Et une adaptation de Stephen King de plus ! Cette fois-ci, le réalisateur Rob Savage (Host et Dashcam) s’attaque à une nouvelle du maitre de l’horreur. Le Croque-Mitaine, à ne pas confondre avec le mange-gants, est paru dans le recueil Danse Macabre que je vous recommande mille fois. C’est une histoire courte puissante, durant laquelle un patient raconte ses malheurs à son psy. Avec énormément de hors-champ, King laisse entrevoir la présence d’un monstre terrifiant : le fameux dévoreur de moufles. La difficulté d’une adaptation cinématographique se remarque assez vite : la nouvelle est très courte, et ne peut donc que faire l’objet d’un court-métrage. Mais les deux scénaristes du film, Scott Beck et Bryan Woods (Sans un Bruit), réussissent l’exploit d’en faire une adaptation intéressante.
Pour simplifier, et sans vous spoiler les éléments majeurs, le long-métrage se divise en trois actes principaux. Le premier acte (qui adapte donc la célèbre nouvelle) présente le contexte morbide et les personnages endeuillés. Dans le second acte, la présence de la créature se fait ressentir, puis vient enfin le troisième acte, typique des films de monstres, avec l’affrontement. La structure est classique pour les films du genre et semble donc répondre à des exigences évidentes. Montée en tension, sursauts, personnages aux réactions idiotes, thématique du deuil et même une fin qui laisse présager une suite. Tout, que ce soit la mise en scène ou le scénario, semble déjà vu. Pourtant, il y a une forme d’exploit à avoir tiré un long-métrage d’une histoire aussi courte.

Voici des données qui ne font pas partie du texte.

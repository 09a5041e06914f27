//! Property-based tests for the iogate scheduler using proptest.
//!
//! Each case drives a real scheduler task on a current-thread runtime
//! with a gated worker, checking the admission ceiling and the
//! exactly-one-reply guarantee over randomized submission batches and
//! completion orders.

use std::time::Duration;

use bytes::Bytes;
use iogate_sched::{IoClass, SchedConfig, Scheduler, WorkerHandle, WorkerRequest};
use proptest::prelude::*;
use rand::rngs::StdRng;
use rand::{Rng, SeedableRng};

fn any_class() -> impl Strategy<Value = IoClass> {
    prop_oneof![Just(IoClass::Interactive), Just(IoClass::Compaction)]
}

fn runtime() -> tokio::runtime::Runtime {
    tokio::runtime::Builder::new_current_thread()
        .enable_all()
        .build()
        .unwrap()
}

fn echo_back(req: WorkerRequest) {
    let value = req.payload.clone();
    req.completions.complete(req.correlation_id, value);
}

proptest! {
    #![proptest_config(ProptestConfig::with_cases(32))]

    /// With every dispatched operation held back, the number handed to the
    /// worker is exactly min(submitted, max_inflight); after releasing, each
    /// caller gets its own payload back exactly once.
    #[test]
    fn ceiling_holds_and_every_caller_replied(
        max_inflight in 1usize..6,
        ratio in 0.0f64..=1.0,
        classes in proptest::collection::vec(any_class(), 1..40),
        seed in any::<u64>(),
    ) {
        let rt = runtime();
        rt.block_on(async move {
            let handle = Scheduler::start_seeded(
                SchedConfig { max_inflight, compaction_ratio: ratio },
                seed,
            )
            .unwrap();
            let (worker, mut worker_rx) = WorkerHandle::channel();

            let total = classes.len();
            let mut callers = Vec::with_capacity(total);
            for (i, class) in classes.into_iter().enumerate() {
                let h = handle.clone();
                let w = worker.clone();
                callers.push(tokio::spawn(async move {
                    h.submit(w, Bytes::from(vec![i as u8]), class).await
                }));
            }

            // Wait until every submission has been admitted.
            let deadline = tokio::time::Instant::now() + Duration::from_secs(5);
            loop {
                let s = handle.stats();
                if (s.submitted[0] + s.submitted[1]) as usize == total {
                    break;
                }
                assert!(
                    tokio::time::Instant::now() < deadline,
                    "submissions not admitted in time"
                );
                tokio::time::sleep(Duration::from_millis(2)).await;
            }
            tokio::time::sleep(Duration::from_millis(10)).await;

            // Nothing completed yet, so dispatches stop at the ceiling.
            let mut held = Vec::new();
            while let Ok(req) = worker_rx.try_recv() {
                held.push(req);
            }
            assert_eq!(held.len(), total.min(max_inflight));

            // Release everything; freed slots pull in the rest.
            let mut completed = held.len();
            for req in held.drain(..) {
                echo_back(req);
            }
            while completed < total {
                let req = tokio::time::timeout(Duration::from_secs(5), worker_rx.recv())
                    .await
                    .expect("timed out waiting for a dispatch")
                    .expect("worker channel closed");
                echo_back(req);
                completed += 1;
            }

            for (i, caller) in callers.into_iter().enumerate() {
                let reply = caller.await.unwrap().unwrap();
                assert_eq!(reply.as_ref(), &[i as u8], "caller {i} got a foreign reply");
            }

            let stats = handle.stats();
            assert_eq!(stats.completed as usize, total);
            assert_eq!(stats.total_dispatched() as usize, total);
            assert_eq!(stats.stale_signals, 0);
        });
    }

    /// Completing in-flight operations in arbitrary order still routes each
    /// reply to the right caller.
    #[test]
    fn out_of_order_completions_route_correctly(
        max_inflight in 2usize..6,
        n in 2usize..30,
        seed in any::<u64>(),
    ) {
        let rt = runtime();
        rt.block_on(async move {
            let handle = Scheduler::start_seeded(
                SchedConfig { max_inflight, compaction_ratio: 0.5 },
                seed,
            )
            .unwrap();
            let (worker, mut worker_rx) = WorkerHandle::channel();

            let mut callers = Vec::with_capacity(n);
            for i in 0..n {
                let class = if i % 2 == 0 {
                    IoClass::Interactive
                } else {
                    IoClass::Compaction
                };
                let h = handle.clone();
                let w = worker.clone();
                callers.push(tokio::spawn(async move {
                    h.submit(w, Bytes::from(vec![i as u8]), class).await
                }));
            }

            let mut rng = StdRng::seed_from_u64(seed);
            let mut buffer: Vec<WorkerRequest> = Vec::new();
            let mut received = 0usize;
            let mut completed = 0usize;
            while completed < n {
                while let Ok(req) = worker_rx.try_recv() {
                    buffer.push(req);
                    received += 1;
                }
                if buffer.is_empty() {
                    let req = tokio::time::timeout(Duration::from_secs(5), worker_rx.recv())
                        .await
                        .expect("scheduler stopped dispatching")
                        .expect("worker channel closed");
                    buffer.push(req);
                    received += 1;
                    continue;
                }
                assert!(received <= n);
                let idx = rng.gen_range(0..buffer.len());
                let req = buffer.swap_remove(idx);
                echo_back(req);
                completed += 1;
            }

            for (i, caller) in callers.into_iter().enumerate() {
                let reply = caller.await.unwrap().unwrap();
                assert_eq!(reply.as_ref(), &[i as u8], "caller {i} got a foreign reply");
            }
        });
    }
}
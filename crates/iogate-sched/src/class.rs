//! Traffic classes used to bias admission scheduling.

use std::fmt;

use serde::{Deserialize, Serialize};

/// Traffic class of a submitted I/O operation.
///
/// Interactive operations are latency-sensitive foreground work; compaction
/// operations are background work that must still make progress under
/// sustained interactive load.
#[derive(Debug, Clone, Copy, PartialEq, Eq, Hash, Serialize, Deserialize)]
#[repr(u8)]
pub enum IoClass {
    /// Latency-sensitive, user-facing operations.
    Interactive = 0,
    /// Background compaction operations.
    Compaction = 1,
}

impl IoClass {
    /// Returns the index for array access (0-1).
    #[inline]
    pub fn as_index(&self) -> usize {
        *self as usize
    }
}

impl fmt::Display for IoClass {
    fn fmt(&self, f: &mut fmt::Formatter<'_>) -> fmt::Result {
        match self {
            IoClass::Interactive => write!(f, "Interactive"),
            IoClass::Compaction => write!(f, "Compaction"),
        }
    }
}
// Copyright (c) 2025 Fabstir
// SPDX-License-Identifier: BUSL-1.1
//! Raw inference output and its normalization into a row matrix
//!
//! Inference backends do not agree on an output layout. Some hand back a
//! dense tensor with a shape descriptor, some a single flat vector, some a
//! list of per-item vectors (optionally wrapped in an object). [`RawOutput`]
//! names those three layouts explicitly and [`RawOutput::to_matrix`] turns
//! each of them into one `Vec<f32>` per input text.

use crate::embeddings::EmbeddingError;
use serde::{Deserialize, Serialize};

/// One row of a [`RawOutput::Rows`] output
#[derive(Debug, Clone, PartialEq, Serialize, Deserialize)]
#[serde(untagged)]
pub enum RawRow {
    /// A bare numeric buffer
    Buffer(Vec<f32>),
    /// An object wrapping the buffer, e.g. `{"data": [...]}`
    Wrapped { data: Vec<f32> },
}

impl RawRow {
    fn into_vec(self) -> Vec<f32> {
        match self {
            RawRow::Buffer(data) | RawRow::Wrapped { data } => data,
        }
    }
}

/// Output of one batched inference call
///
/// The untagged serde form accepts the JSON layouts produced by common
/// embedding runtimes:
/// - `{"dims": [2, 384], "data": [...]}` (tensor)
/// - `[0.1, 0.2, ...]` (single vector)
/// - `[[...], [...]]` or `[{"data": [...]}, ...]` (rows)
///
/// Variant order matters: serde also accepts a two-element sequence as a
/// `Tensor`, so the sequence layouts are tried first.
#[derive(Debug, Clone, PartialEq, Serialize, Deserialize)]
#[serde(untagged)]
pub enum RawOutput {
    /// One buffer per input item
    Rows(Vec<RawRow>),
    /// One flat buffer, interpreted as exactly one row
    Vector(Vec<f32>),
    /// Dense row-major tensor with an explicit shape
    Tensor { dims: Vec<usize>, data: Vec<f32> },
}

impl RawOutput {
    /// Normalizes the output into a matrix of equal-length rows
    ///
    /// - `Tensor`: rows = `dims[0]` (1 for rank 1), width = last dim, data is
    ///   sliced row-major. `data.len()` must equal `rows * width`.
    /// - `Vector`: a single row holding the whole buffer.
    /// - `Rows`: one row per item, every row as wide as the first one.
    ///
    /// Zero-width rows, rank-0 tensors and ragged rows are rejected.
    pub fn to_matrix(self) -> Result<Vec<Vec<f32>>, EmbeddingError> {
        match self {
            RawOutput::Tensor { dims, data } => {
                let (rows, width) = match dims.as_slice() {
                    [] => {
                        return Err(EmbeddingError::UnexpectedOutputShape(
                            "tensor has rank 0".to_string(),
                        ))
                    }
                    [width] => (1, *width),
                    [rows, .., width] => (*rows, *width),
                };

                if width == 0 {
                    return Err(EmbeddingError::UnexpectedOutputShape(format!(
                        "tensor {:?} has zero-width rows",
                        dims
                    )));
                }

                if rows.checked_mul(width) != Some(data.len()) {
                    return Err(EmbeddingError::UnexpectedOutputShape(format!(
                        "tensor {:?} holds {} values, expected {} rows of {}",
                        dims,
                        data.len(),
                        rows,
                        width
                    )));
                }

                Ok(data.chunks_exact(width).map(<[f32]>::to_vec).collect())
            }
            RawOutput::Vector(data) => {
                if data.is_empty() {
                    return Err(EmbeddingError::UnexpectedOutputShape(
                        "empty vector".to_string(),
                    ));
                }
                Ok(vec![data])
            }
            RawOutput::Rows(items) => {
                let rows: Vec<Vec<f32>> = items.into_iter().map(RawRow::into_vec).collect();

                let Some(width) = rows.first().map(Vec::len) else {
                    return Ok(rows);
                };

                if width == 0 {
                    return Err(EmbeddingError::UnexpectedOutputShape(
                        "rows have zero width".to_string(),
                    ));
                }

                if let Some((index, row)) = rows.iter().enumerate().find(|(_, r)| r.len() != width) {
                    return Err(EmbeddingError::UnexpectedOutputShape(format!(
                        "row {} has {} values, expected {}",
                        index,
                        row.len(),
                        width
                    )));
                }

                Ok(rows)
            }
        }
    }
}

impl From<Vec<Vec<f32>>> for RawOutput {
    fn from(rows: Vec<Vec<f32>>) -> Self {
        RawOutput::Rows(rows.into_iter().map(RawRow::Buffer).collect())
    }
}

Les meilleurs éléments du film proviennent de l’univers de Stephen King, mais pas de cette nouvelle en particulier. Une fois l’acte d’introduction utilisé, les scénaristes ont donc dû ajouter d’autres éléments pour en faire un long-métrage complet. Ils ont puisé leurs idées dans d’autres œuvres de l’auteur afin de créer un film fidèle à son univers thématique. Ainsi, la nouvelle, qui se concentre sur deux adultes parlant d’enfants, glisse vers un point de vue inverse dans le long-métrage. On quitte de plus en plus le point de vue des adultes pour aborder celui des deux sœurs mineures. Une idée intéressante qui rappelle tout un tas d’œuvres “kingdiennes“. Ça, Carrie, Shining ou encore L’institut, plus récemment, sont tous des romans de Stephen King abordant l’enfance avec beaucoup d’ingéniosité. Le Croque-Mitaine reprend d’ailleurs une autre idée terrifiante de Ça : le mal serait immortel. La monstruosité tue des enfants depuis des temps immémoriaux, ce qui donne une autre envergure à la menace. Le cinéaste Rob Savage puise également des idées dans les romans récents de King, comme The Outsider. Il reprend l’aspect mimétique de la créature, ainsi que son appétit pour les familles en souffrance. L’idée d’un monstre dévoreur de sentiments est également présente.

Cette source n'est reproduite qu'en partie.